If you are still waiting to buy a new home, now is a great time. Kotak Mahindra Bank and State Bank of India (SBI) cut mortgage rates effective March 1. The two banks cut interest rates by another 10 basis points (100 basis points = 1 percentage point).
Kotak Mahindra Bank has cut mortgage rates to 6.65% per annum, the lowest in the market. The State Bank of India, a large government company, offers home loans at an interest rate of 6.75% for loans up to Rs 75 lakh and 6.75% for loans above Rs 75 lakh to Rs 5 million. Customers applying for a mortgage using SBI’s Net Banking YONO app will receive an additional 5 basis point interest rate cut. The bank also waives processing fees for all mortgage applications.
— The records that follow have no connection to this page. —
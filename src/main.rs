use wardend::doctor;

use anyhow::{Context as _, Result};
use clap::{Parser, Subcommand};
use tracing::info;
use wardend::{
    briefing::run_briefing_job,
    config::{ConfigWatcher, WardenConfig},
    health::run_health_monitor,
    rest,
    scheduler::run_scheduler_job,
    AppContext,
};

#[derive(Parser)]
#[command(
    name = "wardend",
    about = "Agent warden — health monitoring and task scheduling daemon",
    version
)]
struct Args {
    #[command(subcommand)]
    command: Option<Command>,

    /// REST API server port
    #[arg(long, env = "WARDEND_PORT")]
    port: Option<u16>,

    /// Data directory for config and the SQLite database
    #[arg(long, env = "WARDEND_DATA_DIR")]
    data_dir: Option<std::path::PathBuf>,

    /// Log level (trace, debug, info, warn, error)
    #[arg(long, env = "WARDEND_LOG")]
    log: Option<String>,

    /// Bind address for the REST server (default: 127.0.0.1; use 0.0.0.0 for LAN access)
    #[arg(long, env = "WARDEND_BIND")]
    bind_address: Option<String>,

    /// Write logs to this file path (rotated daily). Optional.
    #[arg(long, env = "WARDEND_LOG_FILE")]
    log_file: Option<std::path::PathBuf>,
}

#[derive(Subcommand)]
enum Command {
    /// Start the daemon server (default when no subcommand given).
    ///
    /// Runs wardend in the foreground.
    ///
    /// Examples:
    ///   wardend serve
    ///   wardend
    Serve,
    /// Scaffold the data directory.
    ///
    /// Creates {data_dir}, a starter config.toml with every value commented
    /// out at its default, and the SQLite database (migrated and ready).
    /// Safe to re-run: existing files are never overwritten.
    ///
    /// Examples:
    ///   wardend init
    ///   wardend init --data-dir /var/lib/wardend
    Init,
    /// Show daemon status (running, version, uptime).
    ///
    /// Queries the running daemon's /health endpoint and prints a summary
    /// line. Exits 0 if healthy, 1 if stopped or unresponsive.
    ///
    /// Examples:
    ///   wardend status
    ///   wardend status --json
    Status {
        /// Output as JSON for scripting
        #[arg(long)]
        json: bool,
    },
    /// Run diagnostic checks on daemon prerequisites.
    ///
    /// Checks port availability, data directory writability, SQLite database
    /// accessibility, the agent catalog, and disk space.
    ///
    /// Exit code 0 if all checks pass, 1 if any check fails.
    ///
    /// Examples:
    ///   wardend doctor
    Doctor,
}

#[tokio::main]
async fn main() -> Result<()> {
    let args = Args::parse();

    // ── Logging setup ────────────────────────────────────────────────────────
    // Init once — must happen before any tracing calls.
    let log_level = args.log.as_deref().unwrap_or("info").to_owned();
    let log_format =
        std::env::var("WARDEND_LOG_FORMAT").unwrap_or_else(|_| "pretty".to_string());
    let _file_guard = setup_logging(&log_level, args.log_file.as_deref(), &log_format);

    match args.command {
        Some(Command::Init) => {
            run_init(args.data_dir).await?;
        }
        Some(Command::Status { json }) => {
            let config =
                WardenConfig::new(args.port, args.data_dir, Some("error".to_string()), None);
            let exit_code = run_status(&config, json).await;
            std::process::exit(exit_code);
        }
        Some(Command::Doctor) => {
            let config =
                WardenConfig::new(args.port, args.data_dir, Some("error".to_string()), None);
            let results = doctor::run_doctor(&config);
            doctor::print_doctor_results(&results);
            let failed = results.iter().filter(|r| !r.passed).count();
            std::process::exit(if failed == 0 { 0 } else { 1 });
        }
        None | Some(Command::Serve) => {
            run_server(args.port, args.data_dir, args.log, args.bind_address).await?;
        }
    }

    Ok(())
}

/// Initialize the tracing subscriber.
/// If `log_file` is set, logs go to both stdout and a daily-rolling file.
/// Returns a `WorkerGuard` that must stay alive for the process lifetime.
///
/// `log_format` may be `"pretty"` (default, human-readable compact format) or
/// `"json"` (structured JSON for log aggregators like Loki/Elasticsearch).
///
/// If the log directory cannot be created, falls back to stdout-only logging
/// with a warning — never panics.
fn setup_logging(
    log_level: &str,
    log_file: Option<&std::path::Path>,
    log_format: &str,
) -> Option<tracing_appender::non_blocking::WorkerGuard> {
    use tracing_subscriber::{fmt, layer::SubscriberExt, util::SubscriberInitExt, EnvFilter};

    let use_json = log_format == "json";

    if let Some(path) = log_file {
        let dir = path.parent().unwrap_or_else(|| std::path::Path::new("."));
        let filename = path
            .file_name()
            .unwrap_or_else(|| std::ffi::OsStr::new("wardend.log"));

        // Ensure the directory exists before tracing-appender tries to open it.
        if let Err(e) = std::fs::create_dir_all(dir) {
            // Fall back to stdout-only — don't panic on a bad log path.
            eprintln!(
                "warn: could not create log directory '{}': {e} — falling back to stdout",
                dir.display()
            );
            if use_json {
                tracing_subscriber::fmt().json().with_env_filter(log_level).init();
            } else {
                tracing_subscriber::fmt().with_env_filter(log_level).compact().init();
            }
            return None;
        }

        let appender = tracing_appender::rolling::daily(dir, filename);
        let (non_blocking, guard) = tracing_appender::non_blocking(appender);

        if use_json {
            tracing_subscriber::registry()
                .with(EnvFilter::new(log_level))
                .with(fmt::layer().json())
                .with(fmt::layer().json().with_writer(non_blocking))
                .init();
        } else {
            tracing_subscriber::registry()
                .with(EnvFilter::new(log_level))
                .with(fmt::layer().compact())
                .with(fmt::layer().with_writer(non_blocking))
                .init();
        }

        Some(guard)
    } else if use_json {
        tracing_subscriber::fmt().json().with_env_filter(log_level).init();
        None
    } else {
        tracing_subscriber::fmt().with_env_filter(log_level).compact().init();
        None
    }
}

// ── Panic hook + crash log ────────────────────────────────────────────────────

/// Install a custom panic hook that writes panic info + backtrace to
/// `{data_dir}/crash.log`.
///
/// The crash log is checked and removed on the next startup (`check_crash_log`).
fn install_panic_hook(data_dir: std::path::PathBuf) {
    let original = std::panic::take_hook();
    std::panic::set_hook(Box::new(move |info| {
        // Call the original hook first (prints to stderr).
        original(info);

        let crash_path = data_dir.join("crash.log");
        let msg = info
            .payload()
            .downcast_ref::<&str>()
            .copied()
            .or_else(|| info.payload().downcast_ref::<String>().map(|s| s.as_str()))
            .unwrap_or("unknown panic");

        let location = info
            .location()
            .map(|l| format!("{}:{}", l.file(), l.line()))
            .unwrap_or_else(|| "unknown location".to_string());

        let backtrace = std::backtrace::Backtrace::capture();
        let content = format!(
            "wardend panic at {location}\n\
             message: {msg}\n\
             version: {}\n\
             backtrace:\n{backtrace:#}\n",
            env!("CARGO_PKG_VERSION")
        );

        // Best-effort write — if this fails, we can't do much.
        let _ = std::fs::write(&crash_path, &content);
    }));
}

/// Check for a crash log from the previous run, log it at error level, then
/// delete it.
///
/// Called early in `run_server()` after logging is initialized.
fn check_crash_log(data_dir: &std::path::Path) {
    let crash_path = data_dir.join("crash.log");
    match std::fs::read_to_string(&crash_path) {
        Ok(content) => {
            tracing::error!(
                crash_report = %content.trim(),
                "previous daemon run ended with a panic — see crash report above"
            );
            let _ = std::fs::remove_file(&crash_path);
        }
        Err(e) if e.kind() == std::io::ErrorKind::NotFound => {}
        Err(e) => {
            tracing::warn!(err = %e, "could not read crash.log");
        }
    }
}

// ── wardend init ──────────────────────────────────────────────────────────────

const STARTER_CONFIG: &str = r#"# wardend configuration — all values shown at their defaults.
# Uncomment and edit to override. CLI flags and WARDEND_* env vars win.

# port = 4310
# bind_address = "127.0.0.1"
# log = "info"
# log_format = "pretty"        # or "json"
# api_token = ""               # bearer token for operator endpoints
# cycle_secret = ""            # bearer token for POST /api/v1/scheduler/cycle

# [health]
# staleness_secs = 120
# check_interval_secs = 300
# auto_recover = true

# [scheduler]
# batch_cap = 10
# drive_interval_secs = 60     # 0 = external triggers only
# followup_delay_secs = 300
# retain_days = 30

# [briefing]
# enabled = true

# [observability]
# slow_query_threshold_ms = 100

# Extra agents layered over the built-in catalog:
# [[agents]]
# id = "data-agent"
# name = "Data Agent"
# role = "service"             # "system" | "service"
# critical = false
"#;

async fn run_init(data_dir: Option<std::path::PathBuf>) -> Result<()> {
    let config = WardenConfig::new(None, data_dir, None, None);
    tokio::fs::create_dir_all(&config.data_dir)
        .await
        .with_context(|| format!("failed to create {}", config.data_dir.display()))?;

    let config_path = config.data_dir.join("config.toml");
    if config_path.exists() {
        println!(
            "config.toml already exists at {} — leaving it in place",
            config_path.display()
        );
    } else {
        tokio::fs::write(&config_path, STARTER_CONFIG)
            .await
            .with_context(|| format!("failed to write {}", config_path.display()))?;
        println!("created {}", config_path.display());
    }

    // Open (and migrate) the database so the first `serve` starts instantly.
    let _storage = wardend::storage::Storage::new(&config.data_dir).await?;
    println!(
        "database ready at {}",
        config.data_dir.join("wardend.db").display()
    );
    Ok(())
}

// ── wardend status ────────────────────────────────────────────────────────────

async fn run_status(config: &WardenConfig, json: bool) -> i32 {
    // A daemon bound to 0.0.0.0 is still reachable on loopback.
    let host = if config.bind_address == "0.0.0.0" {
        "127.0.0.1"
    } else {
        config.bind_address.as_str()
    };
    let url = format!("http://{host}:{}/health", config.port);

    let client = match reqwest::Client::builder()
        .timeout(std::time::Duration::from_secs(3))
        .build()
    {
        Ok(c) => c,
        Err(_) => return 1,
    };

    let resp = match client.get(&url).send().await {
        Ok(r) => r,
        Err(_) => {
            if json {
                println!(r#"{{"status":"not_running"}}"#);
            } else {
                println!("wardend: not running");
            }
            return 1;
        }
    };

    match resp.json::<serde_json::Value>().await {
        Ok(result) => {
            let version = result["version"].as_str().unwrap_or("?");
            let uptime_secs = result["uptimeSecs"].as_u64().unwrap_or(0);
            let uptime_str = format_uptime(uptime_secs);

            if json {
                println!("{}", serde_json::to_string(&result).unwrap_or_default());
            } else {
                println!("wardend {version} — Running (uptime {uptime_str})");
            }
            0
        }
        Err(_) => {
            if json {
                println!(r#"{{"status":"not_running"}}"#);
            } else {
                println!("wardend: not running");
            }
            1
        }
    }
}

/// Format uptime seconds as "2h 14m" or "45m 3s".
fn format_uptime(secs: u64) -> String {
    let h = secs / 3600;
    let m = (secs % 3600) / 60;
    let s = secs % 60;
    if h > 0 {
        format!("{h}h {m}m")
    } else if m > 0 {
        format!("{m}m {s}s")
    } else {
        format!("{s}s")
    }
}

// ── wardend serve ─────────────────────────────────────────────────────────────

async fn run_server(
    port: Option<u16>,
    data_dir: Option<std::path::PathBuf>,
    log: Option<String>,
    bind_address: Option<String>,
) -> Result<()> {
    info!(version = env!("CARGO_PKG_VERSION"), "wardend starting");

    let config = WardenConfig::new(port, data_dir, log, bind_address);
    info!(
        data_dir = %config.data_dir.display(),
        port = config.port,
        "config loaded"
    );

    // ── Panic hook: write crash.log on panic ─────────────────────────────────
    install_panic_hook(config.data_dir.clone());
    // If previous run panicked, log the crash report and delete it.
    check_crash_log(&config.data_dir);

    let ctx = AppContext::init(config).await?;
    info!(
        agents = ctx.registry.len(),
        critical = ctx.registry.critical_count(),
        "agent catalog loaded"
    );

    // ── Config hot-reload watcher ────────────────────────────────────────────
    // Must stay alive for the server lifetime; dropping it stops the watch.
    let _config_watcher = ConfigWatcher::start(&ctx.config.data_dir, ctx.hot.clone());

    // ── Background jobs ──────────────────────────────────────────────────────
    {
        let evaluator = ctx.evaluator.clone();
        let fallback = ctx.fallback.clone();
        let gate = ctx.gate.clone();
        let interval = ctx.config.health.check_interval_secs;
        let auto_recover = ctx.config.health.auto_recover;
        tokio::spawn(run_health_monitor(
            evaluator,
            fallback,
            gate,
            interval,
            auto_recover,
        ));
    }
    {
        let engine = ctx.engine.clone();
        let gate = ctx.gate.clone();
        let interval = ctx.config.scheduler.drive_interval_secs;
        tokio::spawn(run_scheduler_job(engine, gate, interval));
    }
    if ctx.config.briefing.enabled {
        let generator = ctx.briefing.clone();
        let gate = ctx.gate.clone();
        let tasks = ctx.engine.store().clone();
        let storage = ctx.storage.clone();
        let retain_days = ctx.config.scheduler.retain_days;
        tokio::spawn(run_briefing_job(
            generator,
            gate,
            tasks,
            storage,
            retain_days,
        ));
    }

    rest::start_rest_server(ctx).await
}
Today, mortgage rates have been low for 15 years as banks compete in a market with low demand for credit.
Both banks will offer this reduced rate on home loans until March 31, 2021. Experts believe banks will corner home loan customers before the end of the fiscal year.
The two important factors every home buyer should consider are mortgage rates and home prices.
For potential buyers, the interest rate on home loans is the most critical consideration. And interest rates have fallen to record lows thanks to the reserve bank’s accommodative monetary policy, which is driving economic growth.
Rising retail inflation has increased the reserve bank’s ability to lower interest rates further, for better or for worse, given the mandate to keep inflation at nearly 4 percent, according to the consumer price index. (CPI). “With the interest rate approaching a record low and inflation still above the RBI target level, the interest rate is unlikely to drop sharply from where it is today. With real estate prices also low, now is a great time to reserve your dream home, ”said Mani Rangarajan, group operations director for Housing.com, Makaan.com, and PropTiger.com.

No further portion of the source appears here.